Asombro del hombre, del primer hombre, al contemplar las maravillas de la creación que Dios hizo para él. Las maravillas que le rodean hace que también el silencio de Dios, después de la creación, sea admirable. Pero algo diferencia al hombre de los otros seres: estos no se asombran, "les bastaba existir para ir pasando". El hombre es consciente de su privilegio, de que en él está "el sitio del encuentro con el Verbo Eterno", para lo cual debe cruzar el umbral del asombro, el hecho de que Dios no sólo ha puesto la Creación a sus pies, otorgándole la capacidad de nombrar todas las cosas, sino que a través de Abraham primero, estableció un relación personal con el hombre, para luego encarnarse en su Hijo con el fin de que el hombre le conociera mejor. Ha establecido una relación de un Tú con un yo.

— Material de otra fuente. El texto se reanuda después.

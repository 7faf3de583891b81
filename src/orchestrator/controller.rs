//! Dashboard run controller.
//!
//! Owns start/cancel orchestration for every dashboard and emits events for presentation layers.

use super::Dashboards;
use crate::dashboards::{DashboardUpdate, Feature};
use anyhow::Result;
use tokio::sync::mpsc::{UnboundedReceiver, UnboundedSender};

/// Commands emitted by UI layers to control dashboard runs.
#[derive(Debug, Clone)]
pub(crate) enum UiCommand {
    Start(Feature),
    Cancel(Feature),
    Quit,
}

/// Events sent back to the UI. Progress itself travels over each dashboard's watch channel.
#[derive(Debug, Clone)]
pub(crate) enum UiEvent {
    Started { feature: Feature, run_id: u64 },
    Update(DashboardUpdate),
    Message(String),
}

fn start(dashboards: &mut Dashboards, feature: Feature, event_tx: &UnboundedSender<UiEvent>) {
    match dashboards.start(feature) {
        Ok(Some(run_id)) => {
            let _ = event_tx.send(UiEvent::Started { feature, run_id });
        }
        Ok(None) => {
            let _ = event_tx.send(UiEvent::Message(format!("{feature} is already running")));
        }
        Err(e) => {
            let _ = event_tx.send(UiEvent::Message(format!("{feature}: {e:#}")));
        }
    }
}

/// Orchestrate dashboard runs based on UI commands and emit events back to presentation layers.
pub(crate) async fn run_controller(
    mut dashboards: Dashboards,
    launch: Option<Feature>,
    event_tx: UnboundedSender<UiEvent>,
    mut cmd_rx: UnboundedReceiver<UiCommand>,
) -> Result<()> {
    if let Some(feature) = launch {
        start(&mut dashboards, feature, &event_tx);
    }

    loop {
        tokio::select! {
            cmd = cmd_rx.recv() => {
                match cmd {
                    Some(UiCommand::Start(feature)) => start(&mut dashboards, feature, &event_tx),
                    Some(UiCommand::Cancel(feature)) => {
                        if dashboards.status(feature).phase.is_in_flight() {
                            dashboards.cancel(feature);
                            let _ = event_tx.send(UiEvent::Message(format!("{feature} cancelled")));
                        }
                    }
                    // Quit, or the UI went away: nothing may commit after this point.
                    Some(UiCommand::Quit) | None => {
                        dashboards.cancel_all();
                        break;
                    }
                }
            }
            Some(update) = dashboards.next_update() => {
                let _ = event_tx.send(UiEvent::Update(update));
            }
        }
    }

    Ok(())
}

Este asombro del primer hombre es el mismo que sintieron Juan y Andrés, Zaqueo, la Magdalena, la Samaritana, cuando Jesús les miraba. Esa mirada les transformó y les acompañó el resto de su vida. Después de ser mirados por Cristo, se vieron a ellos mismos y a su vida de modo distinto.

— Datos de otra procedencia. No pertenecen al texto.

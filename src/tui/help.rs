use ratatui::{
    layout::Rect,
    style::Color,
    style::Style,
    text::{Line, Span},
    widgets::{Block, Borders, Paragraph, Wrap},
    Frame,
};

fn key_line(key: &'static str, pad: usize, action: &'static str) -> Line<'static> {
    Line::from(vec![
        Span::raw("  "),
        Span::styled(key, Style::default().fg(Color::Magenta)),
        Span::raw(" ".repeat(pad)),
        Span::raw(action),
    ])
}

pub fn draw_help(area: Rect, f: &mut Frame) {
    let p = Paragraph::new(vec![
        Line::from("Keybinds:"),
        Line::from(vec![
            Span::raw("  "),
            Span::styled("q", Style::default().fg(Color::Magenta)),
            Span::raw(" / "),
            Span::styled("Ctrl-C", Style::default().fg(Color::Magenta)),
            Span::raw("  Quit (in-flight runs are discarded)"),
        ]),
        key_line("1-4", 9, "Select dashboard"),
        key_line("tab", 9, "Next tab"),
        key_line("r", 11, "Run the selected dashboard"),
        key_line("c/esc", 7, "Cancel the run and dismiss its progress"),
        key_line("s", 11, "Save the shown result as JSON"),
        key_line("y", 11, "Copy the shown result to the clipboard"),
        key_line("a", 11, "Toggle auto-save"),
        key_line("?", 11, "Show this help"),
        Line::from(""),
        Line::from("Progress:"),
        Line::from(vec![
            Span::raw("  "),
            Span::styled("○", Style::default().fg(Color::DarkGray)),
            Span::raw(" waiting   "),
            Span::styled("◐", Style::default().fg(Color::Yellow)),
            Span::raw(" working   "),
            Span::styled("●", Style::default().fg(Color::Green)),
            Span::raw(" completed"),
        ]),
        Line::from(
            "  Results appear once every stage has finished and the backend has answered.",
        ),
        Line::from("  A backend error stops the run at once; press r to try again."),
    ])
    .wrap(Wrap { trim: false })
    .block(Block::default().borders(Borders::ALL).title("Help"));
    f.render_widget(p, area);
}
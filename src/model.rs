use serde::{Deserialize, Serialize};
use std::ops::Range;
use std::time::Duration;

/// Upper bound for any configured delay, dwell or timeout.
pub const MAX_DURATION: Duration = Duration::from_secs(24 * 60 * 60);

/// Timing knobs for one synchronized run.
#[derive(Debug, Clone, Serialize)]
pub struct SyncConfig {
    /// Dwell range for every stage except the last one.
    #[serde(with = "humantime_range")]
    pub stage_duration: Range<Duration>,
    /// Dwell range for the last stage, usually shorter so it reads as "finalizing".
    #[serde(with = "humantime_range")]
    pub final_stage_duration: Range<Duration>,
    #[serde(with = "humantime_serde")]
    pub settle_delay: Duration,
    #[serde(with = "humantime_serde")]
    pub clock_interval: Duration,
    #[serde(with = "humantime_serde")]
    pub fact_interval: Duration,
    /// Fixed seed for stage dwell times; `None` draws from entropy.
    pub seed: Option<u64>,
}

impl Default for SyncConfig {
    fn default() -> Self {
        Self {
            stage_duration: Duration::from_millis(1200)..Duration::from_millis(2400),
            final_stage_duration: Duration::from_millis(600)..Duration::from_millis(1200),
            settle_delay: Duration::from_millis(800),
            clock_interval: Duration::from_secs(1),
            fact_interval: Duration::from_secs(5),
            seed: None,
        }
    }
}

/// `humantime` serialization for `Range<Duration>`, written as `"1s..2s"`.
mod humantime_range {
    use serde::Serializer;
    use std::ops::Range;
    use std::time::Duration;

    pub fn serialize<S: Serializer>(r: &Range<Duration>, s: S) -> Result<S::Ok, S::Error> {
        s.serialize_str(&format!(
            "{}..{}",
            humantime::format_duration(r.start),
            humantime::format_duration(r.end)
        ))
    }
}

/// Parse a single duration such as `"800ms"`, refusing anything above [`MAX_DURATION`].
pub fn parse_duration(raw: &str) -> Result<Duration, String> {
    let d = humantime::parse_duration(raw.trim()).map_err(|e| format!("invalid duration {raw:?}: {e}"))?;
    if d > MAX_DURATION {
        return Err(format!(
            "{raw:?} exceeds the maximum of {}",
            humantime::format_duration(MAX_DURATION)
        ));
    }
    Ok(d)
}

/// Parse `"1200ms..2400ms"` (or a single duration, meaning a fixed dwell) into a range.
pub fn parse_duration_range(raw: &str) -> Result<Range<Duration>, String> {
    let (lo, hi) = match raw.split_once("..") {
        Some((lo, hi)) => (lo, hi),
        None => (raw, raw),
    };
    let lo = parse_duration(lo).map_err(|e| format!("range start: {e}"))?;
    let hi = parse_duration(hi).map_err(|e| format!("range end: {e}"))?;
    if hi < lo {
        return Err(format!("range end {hi:?} is before start {lo:?}"));
    }
    Ok(lo..hi)
}

#[derive(Debug, Clone, Copy, PartialEq, Eq, PartialOrd, Ord, Serialize, Deserialize)]
#[serde(rename_all = "snake_case")]
pub enum StageStatus {
    Waiting,
    Working,
    Completed,
}

/// Static description of a stage, declared by a dashboard adapter.
#[derive(Debug, Clone, Copy, PartialEq, Eq)]
pub struct StageSpec {
    pub name: &'static str,
    pub display_name: &'static str,
    pub working_message: &'static str,
    pub done_message: &'static str,
}

/// One pipeline phase as shown to the operator.
#[derive(Debug, Clone, PartialEq, Eq, Serialize)]
pub struct Stage {
    pub name: String,
    pub display_name: String,
    pub status: StageStatus,
    pub working_message: String,
    pub done_message: String,
}

impl Stage {
    pub fn from_spec(spec: &StageSpec) -> Self {
        Self {
            name: spec.name.to_string(),
            display_name: spec.display_name.to_string(),
            status: StageStatus::Waiting,
            working_message: spec.working_message.to_string(),
            done_message: spec.done_message.to_string(),
        }
    }

    /// Move forward to `status`; never regresses.
    pub fn advance_to(&mut self, status: StageStatus) {
        if status > self.status {
            self.status = status;
        }
    }

    /// Message matching the current status, if any.
    pub fn message(&self) -> Option<&str> {
        match self.status {
            StageStatus::Waiting => None,
            StageStatus::Working => Some(&self.working_message),
            StageStatus::Completed => Some(&self.done_message),
        }
    }
}

#[derive(Debug, Clone, Copy, PartialEq, Eq, Serialize, Deserialize)]
#[serde(rename_all = "snake_case")]
pub enum RunPhase {
    Idle,
    Running,
    Finalizing,
    Committed,
    Failed,
}

impl RunPhase {
    /// A run in this phase still owns the coordinator.
    pub fn is_in_flight(self) -> bool {
        matches!(self, RunPhase::Running | RunPhase::Finalizing)
    }
}

/// Observable snapshot of a coordinator, published through a watch channel.
#[derive(Debug, Clone, Serialize)]
pub struct RunStatus {
    pub run_id: u64,
    pub phase: RunPhase,
    pub stages: Vec<Stage>,
    pub elapsed_seconds: u64,
    pub current_fact: Option<String>,
    pub message: Option<String>,
    pub error: Option<String>,
}

impl Default for RunStatus {
    fn default() -> Self {
        Self {
            run_id: 0,
            phase: RunPhase::Idle,
            stages: Vec::new(),
            elapsed_seconds: 0,
            current_fact: None,
            message: None,
            error: None,
        }
    }
}

impl RunStatus {
    /// Whether the progress panel should be rendered.
    pub fn shows_progress(&self) -> bool {
        self.phase.is_in_flight()
    }

    pub fn completed_stages(&self) -> usize {
        self.stages
            .iter()
            .filter(|s| s.status == StageStatus::Completed)
            .count()
    }
}

/// Final word on a run, delivered to the owning dashboard adapter.
#[derive(Debug)]
pub enum RunOutcome<T> {
    Committed { run_id: u64, payload: T },
    Failed { run_id: u64, error: crate::error::RemoteError },
}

Este asombro es el que siente todo converso, toda persona en camino cuando tiene el encuentro histórico con Cristo, ese momento en que siente que toda su vida, buena y mala, pasada y presente, tiene su punto de inicio en Cristo. Ese encuentro es diferente para cada uno de nosotros: uno lo tiene a través de los ojos de un sacerdote que te acoge como un padre y un hermano; otro a través del testimonio de unos amigos; un tercero en una peregrinación o en la soledad de una capilla… Lo que es seguro es que acontece y es motivo de estupor, de maravilla… ¿por qué yo, con mi vida desastrosa y pequeña? ¿Por qué has posado tus ojos sobre mí, Señor? Porque Mi Amor hacia ti es incondicional e infinito.
Con la conversión no se acaban los problemas; pero la vida deja de ser una tragedia en la que el horizonte eres tú mismo. Pasa a ser un simple drama, en el que afrontar todas las circunstancias a la luz de la fe que nos ha sido concedida para poder así hacer un juicio que nos haga cada vez más adultos, pero sin perder el recuerdo, la memoria de lo que nos aconteció y nos maravilló la primera vez.
Escribe Rachel Carson en su libro El sentido del asombro (Ediciones Encuentro): "El mundo de los niños es fresco y nuevo y precioso, lleno de asombro y emoción. Es una lástima que para la mayoría de nosotros esa mirada clara, que es un verdadero instinto para lo que es bello y que inspira admiración, se debilite e incluso se pierda antes de hacernos adultos".
Como cristianos debería ser nuestro deseo hacernos adultos en la fe, pero manteniendo ese sentimiento de fascinación y maravilla que supuso la mirada de Cristo en nosotros. Como los niños.